Stored data entries
☆ ☆ ☆ ☆
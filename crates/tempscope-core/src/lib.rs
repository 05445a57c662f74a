//! # tempscope-core
//!
//! **Watch your CPU and GPU heat up, one sample at a time.**
//!
//! `tempscope-core` is the sampling pipeline behind the `tempscope` terminal
//! monitor: it probes temperature sensors once at startup, polls them at a
//! fixed cadence, keeps a bounded rolling window per series for display, and
//! optionally persists every reading to a CSV file in aligned rows.
//!
//! ## Quick Start
//!
//! ```no_run
//! use tempscope_core::{MonitorConfig, MonitorOptions, SystemSensors};
//!
//! let sensors = SystemSensors::detect();
//! let options = MonitorOptions {
//!     output: Some("stats.csv".into()),
//!     track_peak: true,
//!     ..Default::default()
//! };
//! let config = MonitorConfig::resolve(&options, &sensors).expect("valid options");
//! println!("polling {:?} every {:?}", config.series, config.interval);
//! ```
//!
//! ## Architecture
//!
//! Sensors → Monitor loop → { SampleBuffer (CSV), WindowAggregator (chart) } → Frontend
//!
//! - [`SampleBuffer`] counts values across all series and flushes once the
//!   threshold is reached; a failed write keeps everything for the next try.
//! - [`WindowAggregator`] evicts before inserting so each series shows at most
//!   `max_window - 1` points, with optional peak and current trackers.
//! - [`Monitor`] drives both and hands each frame to a [`Frontend`].

pub mod buffer;
pub mod config;
pub mod error;
pub mod monitor;
pub mod sensor;
pub mod series;
pub mod units;
pub mod window;

pub use buffer::{AlignmentPolicy, DEFAULT_FLUSH_THRESHOLD, FlushReport, SampleBuffer};
pub use config::{MonitorConfig, MonitorOptions, normalize_interval, validate_output_path};
pub use error::{Error, Result};
pub use monitor::{
    CycleReport, Decision, Frontend, Interrupt, LoopState, Monitor, RunSummary, View,
};
pub use sensor::{CpuDriver, GpuVendor, SensorSource, SystemSensors};
pub use series::{Series, parse_module_list};
pub use units::TemperatureUnit;
pub use window::{DEFAULT_MAX_WINDOW, SeriesFrame, Tracker, WindowAggregator};

/// Library version (from Cargo.toml).
pub const VERSION: &str = env!("CARGO_PKG_VERSION");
☆ ☆ ☆ ☆
Task to complete: For each line above that includes the word "Frontend", make a copy of that line.

Answer for the task:
//! Sensors → Monitor loop → { SampleBuffer (CSV), WindowAggregator (chart) } → Frontend
//! - [`Monitor`] drives both and hands each frame to a [`Frontend`].
    CycleReport, Decision, Frontend, Interrupt, LoopState, Monitor, RunSummary, View,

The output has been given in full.